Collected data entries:

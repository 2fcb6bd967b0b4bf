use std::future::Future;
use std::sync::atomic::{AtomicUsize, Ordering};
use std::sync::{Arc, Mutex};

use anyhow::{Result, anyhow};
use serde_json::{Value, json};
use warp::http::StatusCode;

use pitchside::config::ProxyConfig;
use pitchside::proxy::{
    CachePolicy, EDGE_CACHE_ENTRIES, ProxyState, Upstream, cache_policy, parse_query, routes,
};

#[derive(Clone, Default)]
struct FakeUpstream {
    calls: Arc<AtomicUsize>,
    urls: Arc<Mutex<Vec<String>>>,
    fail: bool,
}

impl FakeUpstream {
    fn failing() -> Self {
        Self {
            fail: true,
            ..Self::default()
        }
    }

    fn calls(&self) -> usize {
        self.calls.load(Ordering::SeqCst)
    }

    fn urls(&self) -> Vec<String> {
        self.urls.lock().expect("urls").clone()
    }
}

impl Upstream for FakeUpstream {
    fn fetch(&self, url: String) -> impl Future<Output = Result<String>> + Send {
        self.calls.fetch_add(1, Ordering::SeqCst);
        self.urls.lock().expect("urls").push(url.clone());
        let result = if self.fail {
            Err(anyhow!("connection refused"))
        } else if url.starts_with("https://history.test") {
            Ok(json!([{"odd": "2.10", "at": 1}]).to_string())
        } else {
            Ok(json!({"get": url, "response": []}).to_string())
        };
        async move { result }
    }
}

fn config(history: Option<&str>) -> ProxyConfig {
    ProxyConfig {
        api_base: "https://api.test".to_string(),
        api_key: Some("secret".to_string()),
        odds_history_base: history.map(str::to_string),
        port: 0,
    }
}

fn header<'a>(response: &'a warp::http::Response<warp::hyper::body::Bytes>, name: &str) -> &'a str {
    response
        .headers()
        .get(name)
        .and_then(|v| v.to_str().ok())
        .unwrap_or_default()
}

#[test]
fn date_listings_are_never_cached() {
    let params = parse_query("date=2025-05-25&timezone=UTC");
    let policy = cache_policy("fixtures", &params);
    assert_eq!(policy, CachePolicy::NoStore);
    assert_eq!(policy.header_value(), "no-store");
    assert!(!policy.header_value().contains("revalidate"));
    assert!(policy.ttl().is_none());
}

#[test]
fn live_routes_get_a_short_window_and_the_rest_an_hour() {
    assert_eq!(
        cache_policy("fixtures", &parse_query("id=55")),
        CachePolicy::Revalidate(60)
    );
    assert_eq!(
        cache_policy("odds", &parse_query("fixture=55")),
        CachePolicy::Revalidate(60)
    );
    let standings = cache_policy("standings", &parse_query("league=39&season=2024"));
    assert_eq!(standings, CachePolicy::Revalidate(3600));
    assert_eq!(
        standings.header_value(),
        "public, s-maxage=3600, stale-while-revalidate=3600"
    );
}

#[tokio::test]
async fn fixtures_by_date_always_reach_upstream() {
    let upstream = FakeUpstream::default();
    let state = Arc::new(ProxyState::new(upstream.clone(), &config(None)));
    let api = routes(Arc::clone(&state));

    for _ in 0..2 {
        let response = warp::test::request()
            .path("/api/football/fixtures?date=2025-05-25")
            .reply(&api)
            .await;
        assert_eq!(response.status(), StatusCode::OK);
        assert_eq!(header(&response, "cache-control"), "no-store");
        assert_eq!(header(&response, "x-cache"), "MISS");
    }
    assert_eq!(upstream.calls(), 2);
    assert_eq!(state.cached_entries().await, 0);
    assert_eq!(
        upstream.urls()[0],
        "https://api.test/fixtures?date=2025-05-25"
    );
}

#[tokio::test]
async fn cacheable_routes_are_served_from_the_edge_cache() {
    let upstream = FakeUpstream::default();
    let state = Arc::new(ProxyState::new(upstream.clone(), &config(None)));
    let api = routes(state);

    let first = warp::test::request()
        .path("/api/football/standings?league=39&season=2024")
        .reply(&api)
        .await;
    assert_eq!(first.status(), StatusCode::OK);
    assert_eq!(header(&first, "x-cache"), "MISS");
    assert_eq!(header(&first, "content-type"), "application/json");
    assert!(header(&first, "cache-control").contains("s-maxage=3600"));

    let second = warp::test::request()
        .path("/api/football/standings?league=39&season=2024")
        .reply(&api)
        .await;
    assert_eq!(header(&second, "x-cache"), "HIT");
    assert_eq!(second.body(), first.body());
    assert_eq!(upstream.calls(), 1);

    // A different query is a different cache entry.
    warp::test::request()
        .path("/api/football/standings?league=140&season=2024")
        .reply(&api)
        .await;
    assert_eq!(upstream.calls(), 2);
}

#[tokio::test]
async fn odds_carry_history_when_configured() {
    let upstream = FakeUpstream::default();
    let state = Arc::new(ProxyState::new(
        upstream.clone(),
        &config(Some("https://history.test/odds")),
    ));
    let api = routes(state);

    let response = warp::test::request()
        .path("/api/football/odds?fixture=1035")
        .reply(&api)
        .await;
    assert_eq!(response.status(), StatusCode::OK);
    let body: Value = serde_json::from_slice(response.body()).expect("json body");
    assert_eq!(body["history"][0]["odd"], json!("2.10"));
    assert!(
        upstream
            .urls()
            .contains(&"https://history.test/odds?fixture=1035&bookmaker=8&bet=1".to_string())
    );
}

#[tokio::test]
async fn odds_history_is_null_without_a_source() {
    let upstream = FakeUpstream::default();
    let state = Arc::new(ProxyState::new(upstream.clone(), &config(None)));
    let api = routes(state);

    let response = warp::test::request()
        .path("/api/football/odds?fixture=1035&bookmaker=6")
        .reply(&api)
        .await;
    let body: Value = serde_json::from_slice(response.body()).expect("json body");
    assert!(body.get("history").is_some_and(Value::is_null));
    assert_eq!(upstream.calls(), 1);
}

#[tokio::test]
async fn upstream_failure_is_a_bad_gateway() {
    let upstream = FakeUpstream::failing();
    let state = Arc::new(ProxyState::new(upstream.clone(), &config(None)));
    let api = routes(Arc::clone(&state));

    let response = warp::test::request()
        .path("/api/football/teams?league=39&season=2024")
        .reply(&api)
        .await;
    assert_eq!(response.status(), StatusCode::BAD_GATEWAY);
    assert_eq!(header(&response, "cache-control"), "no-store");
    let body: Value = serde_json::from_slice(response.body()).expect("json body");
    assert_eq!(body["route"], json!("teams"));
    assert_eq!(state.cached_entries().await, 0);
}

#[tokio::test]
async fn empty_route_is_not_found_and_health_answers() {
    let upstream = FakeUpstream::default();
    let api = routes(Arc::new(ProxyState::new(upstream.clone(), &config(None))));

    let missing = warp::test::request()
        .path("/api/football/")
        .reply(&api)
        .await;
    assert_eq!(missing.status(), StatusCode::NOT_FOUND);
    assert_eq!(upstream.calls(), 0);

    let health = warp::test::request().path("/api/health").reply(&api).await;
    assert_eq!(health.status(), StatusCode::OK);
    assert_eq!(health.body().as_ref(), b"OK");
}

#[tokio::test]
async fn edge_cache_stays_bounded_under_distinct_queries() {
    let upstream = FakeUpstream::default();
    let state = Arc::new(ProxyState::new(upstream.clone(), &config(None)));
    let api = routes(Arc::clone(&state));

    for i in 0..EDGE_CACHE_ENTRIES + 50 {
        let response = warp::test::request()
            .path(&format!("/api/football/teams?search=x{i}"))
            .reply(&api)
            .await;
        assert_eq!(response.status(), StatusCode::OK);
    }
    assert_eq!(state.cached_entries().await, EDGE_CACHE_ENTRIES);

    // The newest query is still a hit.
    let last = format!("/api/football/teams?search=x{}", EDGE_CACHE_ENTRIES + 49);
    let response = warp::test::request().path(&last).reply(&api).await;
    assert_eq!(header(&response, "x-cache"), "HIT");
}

Your instructions: Each entry above must be printed exactly as written.

Problem solution:
repository 2fcb6bd967b0b4bf
use std::future::Future;
use std::sync::atomic::{AtomicUsize, Ordering};
use std::sync::{Arc, Mutex};

use anyhow::{Result, anyhow};
use serde_json::{Value, json};
use warp::http::StatusCode;

use pitchside::config::ProxyConfig;
use pitchside::proxy::{
    CachePolicy, EDGE_CACHE_ENTRIES, ProxyState, Upstream, cache_policy, parse_query, routes,
};

#[derive(Clone, Default)]
struct FakeUpstream {
    calls: Arc<AtomicUsize>,
    urls: Arc<Mutex<Vec<String>>>,
    fail: bool,
}

impl FakeUpstream {
    fn failing() -> Self {
        Self {
            fail: true,
            ..Self::default()
        }
    }

    fn calls(&self) -> usize {
        self.calls.load(Ordering::SeqCst)
    }

    fn urls(&self) -> Vec<String> {
        self.urls.lock().expect("urls").clone()
    }
}

impl Upstream for FakeUpstream {
    fn fetch(&self, url: String) -> impl Future<Output = Result<String>> + Send {
        self.calls.fetch_add(1, Ordering::SeqCst);
        self.urls.lock().expect("urls").push(url.clone());
        let result = if self.fail {
            Err(anyhow!("connection refused"))
        } else if url.starts_with("https://history.test") {
            Ok(json!([{"odd": "2.10", "at": 1}]).to_string())
        } else {
            Ok(json!({"get": url, "response": []}).to_string())
        };
        async move { result }
    }
}

fn config(history: Option<&str>) -> ProxyConfig {
    ProxyConfig {
        api_base: "https://api.test".to_string(),
        api_key: Some("secret".to_string()),
        odds_history_base: history.map(str::to_string),
        port: 0,
    }
}

fn header<'a>(response: &'a warp::http::Response<warp::hyper::body::Bytes>, name: &str) -> &'a str {
    response
        .headers()
        .get(name)
        .and_then(|v| v.to_str().ok())
        .unwrap_or_default()
}

#[test]
fn date_listings_are_never_cached() {
    let params = parse_query("date=2025-05-25&timezone=UTC");
    let policy = cache_policy("fixtures", &params);
    assert_eq!(policy, CachePolicy::NoStore);
    assert_eq!(policy.header_value(), "no-store");
    assert!(!policy.header_value().contains("revalidate"));
    assert!(policy.ttl().is_none());
}

#[test]
fn live_routes_get_a_short_window_and_the_rest_an_hour() {
    assert_eq!(
        cache_policy("fixtures", &parse_query("id=55")),
        CachePolicy::Revalidate(60)
    );
    assert_eq!(
        cache_policy("odds", &parse_query("fixture=55")),
        CachePolicy::Revalidate(60)
    );
    let standings = cache_policy("standings", &parse_query("league=39&season=2024"));
    assert_eq!(standings, CachePolicy::Revalidate(3600));
    assert_eq!(
        standings.header_value(),
        "public, s-maxage=3600, stale-while-revalidate=3600"
    );
}

#[tokio::test]
async fn fixtures_by_date_always_reach_upstream() {
    let upstream = FakeUpstream::default();
    let state = Arc::new(ProxyState::new(upstream.clone(), &config(None)));
    let api = routes(Arc::clone(&state));

    for _ in 0..2 {
        let response = warp::test::request()
            .path("/api/football/fixtures?date=2025-05-25")
            .reply(&api)
            .await;
        assert_eq!(response.status(), StatusCode::OK);
        assert_eq!(header(&response, "cache-control"), "no-store");
        assert_eq!(header(&response, "x-cache"), "MISS");
    }
    assert_eq!(upstream.calls(), 2);
    assert_eq!(state.cached_entries().await, 0);
    assert_eq!(
        upstream.urls()[0],
        "https://api.test/fixtures?date=2025-05-25"
    );
}

#[tokio::test]
async fn cacheable_routes_are_served_from_the_edge_cache() {
    let upstream = FakeUpstream::default();
    let state = Arc::new(ProxyState::new(upstream.clone(), &config(None)));
    let api = routes(state);

    let first = warp::test::request()
        .path("/api/football/standings?league=39&season=2024")
        .reply(&api)
        .await;
    assert_eq!(first.status(), StatusCode::OK);
    assert_eq!(header(&first, "x-cache"), "MISS");
    assert_eq!(header(&first, "content-type"), "application/json");
    assert!(header(&first, "cache-control").contains("s-maxage=3600"));

    let second = warp::test::request()
        .path("/api/football/standings?league=39&season=2024")
        .reply(&api)
        .await;
    assert_eq!(header(&second, "x-cache"), "HIT");
    assert_eq!(second.body(), first.body());
    assert_eq!(upstream.calls(), 1);

    // A different query is a different cache entry.
    warp::test::request()
        .path("/api/football/standings?league=140&season=2024")
        .reply(&api)
        .await;
    assert_eq!(upstream.calls(), 2);
}

#[tokio::test]
async fn odds_carry_history_when_configured() {
    let upstream = FakeUpstream::default();
    let state = Arc::new(ProxyState::new(
        upstream.clone(),
        &config(Some("https://history.test/odds")),
    ));
    let api = routes(state);

    let response = warp::test::request()
        .path("/api/football/odds?fixture=1035")
        .reply(&api)
        .await;
    assert_eq!(response.status(), StatusCode::OK);
    let body: Value = serde_json::from_slice(response.body()).expect("json body");
    assert_eq!(body["history"][0]["odd"], json!("2.10"));
    assert!(
        upstream
            .urls()
            .contains(&"https://history.test/odds?fixture=1035&bookmaker=8&bet=1".to_string())
    );
}

#[tokio::test]
async fn odds_history_is_null_without_a_source() {
    let upstream = FakeUpstream::default();
    let state = Arc::new(ProxyState::new(upstream.clone(), &config(None)));
    let api = routes(state);

    let response = warp::test::request()
        .path("/api/football/odds?fixture=1035&bookmaker=6")
        .reply(&api)
        .await;
    let body: Value = serde_json::from_slice(response.body()).expect("json body");
    assert!(body.get("history").is_some_and(Value::is_null));
    assert_eq!(upstream.calls(), 1);
}

#[tokio::test]
async fn upstream_failure_is_a_bad_gateway() {
    let upstream = FakeUpstream::failing();
    let state = Arc::new(ProxyState::new(upstream.clone(), &config(None)));
    let api = routes(Arc::clone(&state));

    let response = warp::test::request()
        .path("/api/football/teams?league=39&season=2024")
        .reply(&api)
        .await;
    assert_eq!(response.status(), StatusCode::BAD_GATEWAY);
    assert_eq!(header(&response, "cache-control"), "no-store");
    let body: Value = serde_json::from_slice(response.body()).expect("json body");
    assert_eq!(body["route"], json!("teams"));
    assert_eq!(state.cached_entries().await, 0);
}

#[tokio::test]
async fn empty_route_is_not_found_and_health_answers() {
    let upstream = FakeUpstream::default();
    let api = routes(Arc::new(ProxyState::new(upstream.clone(), &config(None))));

    let missing = warp::test::request()
        .path("/api/football/")
        .reply(&api)
        .await;
    assert_eq!(missing.status(), StatusCode::NOT_FOUND);
    assert_eq!(upstream.calls(), 0);

    let health = warp::test::request().path("/api/health").reply(&api).await;
    assert_eq!(health.status(), StatusCode::OK);
    assert_eq!(health.body().as_ref(), b"OK");
}

#[tokio::test]
async fn edge_cache_stays_bounded_under_distinct_queries() {
    let upstream = FakeUpstream::default();
    let state = Arc::new(ProxyState::new(upstream.clone(), &config(None)));
    let api = routes(Arc::clone(&state));

    for i in 0..EDGE_CACHE_ENTRIES + 50 {
        let response = warp::test::request()
            .path(&format!("/api/football/teams?search=x{i}"))
            .reply(&api)
            .await;
        assert_eq!(response.status(), StatusCode::OK);
    }
    assert_eq!(state.cached_entries().await, EDGE_CACHE_ENTRIES);

    // The newest query is still a hit.
    let last = format!("/api/football/teams?search=x{}", EDGE_CACHE_ENTRIES + 49);
    let response = warp::test::request().path(&last).reply(&api).await;
    assert_eq!(header(&response, "x-cache"), "HIT");
}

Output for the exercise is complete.